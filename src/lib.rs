//! webserver - a minimal HTTP/1.1 message layer
//!
//! Parses requests, dispatches them to handlers bound to exact paths (falling
//! back to static files), and serializes the responses back to the wire.

pub mod config;
pub mod files;
pub mod handler;
pub mod http;
pub mod server;
pub mod store;
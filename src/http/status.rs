use std::fmt;

/// HTTP status codes supported by the server.
///
/// Common HTTP status codes used in responses:
/// - `Ok` (200): Request successful
/// - `Created` (201): Resource created successfully
/// - `NoContent` (204): Successful request with no content
/// - `Found` (302): Redirect to the `Location` header
/// - `BadRequest` (400): Malformed request
/// - `NotFound` (404): Resource not found
/// - `MethodNotAllowed` (405): HTTP method not supported
/// - `InternalServerError` (500): Server error
#[derive(Debug, Clone, Copy, PartialEq, Eq, Hash)]
pub enum StatusCode {
    /// 200 OK
    Ok,
    /// 201 Created
    Created,
    /// 204 No Content
    NoContent,
    /// 302 Found
    Found,
    /// 400 Bad Request
    BadRequest,
    /// 404 Not Found
    NotFound,
    /// 405 Method Not Allowed
    MethodNotAllowed,
    /// 500 Internal Server Error
    InternalServerError,
}

impl StatusCode {
    /// Returns the numeric HTTP status code.
    ///
    /// # Example
    ///
    /// ```
    /// # use webserver::http::status::StatusCode;
    /// assert_eq!(StatusCode::Ok.as_u16(), 200);
    /// assert_eq!(StatusCode::Found.as_u16(), 302);
    /// ```
    pub fn as_u16(&self) -> u16 {
        match self {
            StatusCode::Ok => 200,
            StatusCode::Created => 201,
            StatusCode::NoContent => 204,
            StatusCode::Found => 302,
            StatusCode::BadRequest => 400,
            StatusCode::NotFound => 404,
            StatusCode::MethodNotAllowed => 405,
            StatusCode::InternalServerError => 500,
        }
    }

    /// Returns the standard HTTP reason phrase for this status code.
    ///
    /// # Example
    ///
    /// ```
    /// # use webserver::http::status::StatusCode;
    /// assert_eq!(StatusCode::Ok.reason_phrase(), "OK");
    /// assert_eq!(StatusCode::NotFound.reason_phrase(), "Not Found");
    /// ```
    pub fn reason_phrase(&self) -> &'static str {
        match self {
            StatusCode::Ok => "OK",
            StatusCode::Created => "Created",
            StatusCode::NoContent => "No Content",
            StatusCode::Found => "Found",
            StatusCode::BadRequest => "Bad Request",
            StatusCode::NotFound => "Not Found",
            StatusCode::MethodNotAllowed => "Method Not Allowed",
            StatusCode::InternalServerError => "Internal Server Error",
        }
    }
}

/// First line of a response: `HTTP/1.1 200 OK`.
///
/// The code and phrase always come from a [`StatusCode`]; there is no way to
/// build a status line with a mismatched pair.
#[derive(Debug, Clone, PartialEq, Eq)]
pub struct StatusLine {
    protocol: String,
    version: String,
    code: String,
    reason_phrase: &'static str,
}

impl StatusLine {
    /// An `HTTP/1.1` status line for `status`.
    pub fn new(status: StatusCode) -> Self {
        Self {
            protocol: "HTTP".to_string(),
            version: "1.1".to_string(),
            code: status.as_u16().to_string(),
            reason_phrase: status.reason_phrase(),
        }
    }

    pub fn protocol(&self) -> &str {
        &self.protocol
    }

    pub fn version(&self) -> &str {
        &self.version
    }

    pub fn code(&self) -> &str {
        &self.code
    }

    pub fn reason_phrase(&self) -> &str {
        self.reason_phrase
    }
}

impl fmt::Display for StatusLine {
    fn fmt(&self, f: &mut fmt::Formatter<'_>) -> fmt::Result {
        write!(
            f,
            "{}/{} {} {}",
            self.protocol, self.version, self.code, self.reason_phrase
        )
    }
}
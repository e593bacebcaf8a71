use std::sync::Arc;

use crate::handler::Handler;
use crate::http::headers::SET_COOKIE;
use crate::http::query::QueryString;
use crate::http::request::Request;
use crate::http::response::Response;
use crate::store::UserStore;

const LOGIN_SUCCESS_LOCATION: &str = "/index.html";
const LOGIN_FAILED_LOCATION: &str = "/user/login_failed.html";

/// Checks `userId`/`password` against the user store and redirects with a
/// `logined` cookie.
pub struct LoginHandler {
    url: String,
    store: Arc<dyn UserStore>,
}

impl LoginHandler {
    pub fn new(url: impl Into<String>, store: Arc<dyn UserStore>) -> Self {
        Self {
            url: url.into(),
            store,
        }
    }

    fn authenticate(&self, form: &QueryString) -> bool {
        let (Some(user_id), Some(password)) = (form.get("userId"), form.get("password")) else {
            return false;
        };

        match self.store.find_by_id(user_id) {
            Some(user) => user.password_matches(password),
            None => {
                tracing::debug!(user_id, "Login for unknown user");
                false
            }
        }
    }
}

impl Handler for LoginHandler {
    fn url(&self) -> &str {
        &self.url
    }

    fn work(&self, request: &Request) -> anyhow::Result<Response> {
        // Forms posted with a body win over the query string
        let form = if request.body.is_empty() {
            request.query_string().clone()
        } else {
            request.form()
        };

        if self.authenticate(&form) {
            return Ok(Response::redirect(
                LOGIN_SUCCESS_LOCATION,
                [(SET_COOKIE, "logined=true; Path=/")],
            ));
        }

        Ok(Response::redirect(
            LOGIN_FAILED_LOCATION,
            [(SET_COOKIE, "logined=false")],
        ))
    }
}
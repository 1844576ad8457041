//! Roadmap - layout, matching, and reconciliation for career roadmap diagrams.
//!
//! Transforms an AI-generated learning path and resource catalog into a
//! positioned, renderable graph: a linear chain of phase nodes bookended by
//! start and end markers. User-moved node positions survive incremental
//! document updates through reconciliation.

pub mod config;
pub mod layout;
pub mod matcher;
pub mod reconcile;
pub mod view;

mod error;

pub use roadmap_core::{diagram, geometry, model};

pub use error::RoadmapError;

use log::{debug, info, trace};

use roadmap_core::{
    diagram::DiagramGraph,
    model::{LearningPathDocument, ResourceCatalog},
};

use config::AppConfig;

/// Facade for decoding payloads and computing roadmap layouts.
///
/// # Examples
///
/// ```
/// use roadmap::{RoadmapBuilder, config::AppConfig};
///
/// let builder = RoadmapBuilder::new(AppConfig::default());
///
/// let payload = r#"{ "learning_phases": [ { "phase": "Foundations" } ] }"#;
/// let document = builder.parse_learning_path(payload).expect("valid payload");
///
/// let graph = builder.layout(Some(&document), None);
/// assert_eq!(graph.nodes.len(), 3);
/// ```
#[derive(Debug, Default)]
pub struct RoadmapBuilder {
    config: AppConfig,
}

impl RoadmapBuilder {
    /// Create a new builder with the given configuration.
    pub fn new(config: AppConfig) -> Self {
        Self { config }
    }

    /// Decode a learning-path JSON payload.
    ///
    /// # Errors
    ///
    /// Returns [`RoadmapError::Payload`] when the payload is not valid JSON
    /// or does not loosely conform to the learning-path shape.
    pub fn parse_learning_path(&self, source: &str) -> Result<LearningPathDocument, RoadmapError> {
        info!("Parsing learning-path payload");

        let document: LearningPathDocument = serde_json::from_str(source)?;

        debug!("Learning path parsed successfully");
        trace!(document:?; "Parsed learning path");

        Ok(document)
    }

    /// Decode a resources JSON payload.
    ///
    /// # Errors
    ///
    /// Returns [`RoadmapError::Payload`] when the payload is not valid JSON
    /// or does not loosely conform to the catalog shape.
    pub fn parse_resources(&self, source: &str) -> Result<ResourceCatalog, RoadmapError> {
        info!("Parsing resources payload");

        let catalog: ResourceCatalog = serde_json::from_str(source)?;

        debug!(
            courses_len = catalog.courses.len(),
            certifications_len = catalog.certifications.len();
            "Resource catalog parsed successfully",
        );

        Ok(catalog)
    }

    /// Compute the positioned graph for a document and catalog.
    ///
    /// Total over partial input: an absent document or catalog never
    /// fails, it just produces the default diagram or empty resource
    /// lists.
    pub fn layout(
        &self,
        document: Option<&LearningPathDocument>,
        catalog: Option<&ResourceCatalog>,
    ) -> DiagramGraph {
        info!("Calculating roadmap layout");

        let graph = layout::layout(document, catalog, self.config.layout());

        debug!(
            nodes_len = graph.nodes.len(),
            edges_len = graph.edges.len();
            "Layout calculated",
        );

        graph
    }

    /// Serialize a graph to the JSON output contract.
    ///
    /// # Errors
    ///
    /// Returns [`RoadmapError::Payload`] when serialization fails.
    pub fn to_json(&self, graph: &DiagramGraph) -> Result<String, RoadmapError> {
        Ok(serde_json::to_string_pretty(graph)?)
    }
}
//! Error types for roadmap operations.
//!
//! The layout pipeline itself is total over malformed or partial input and
//! never fails; errors only arise at the boundary where payloads are
//! decoded and files are read or written.

use std::io;

use thiserror::Error;

/// The main error type for roadmap operations.
#[derive(Debug, Error)]
pub enum RoadmapError {
    #[error("I/O error: {0}")]
    Io(#[from] io::Error),

    #[error("Payload error: {0}")]
    Payload(#[from] serde_json::Error),

    #[error("Configuration error: {0}")]
    Config(String),
}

» **Assignment**
From the records above, pull out each line that has "Created".

» **Completed exercise**
/// - `Created` (201): Resource created successfully
    /// 201 Created
    Created,
            StatusCode::Created => 201,
            StatusCode::Created => "Created",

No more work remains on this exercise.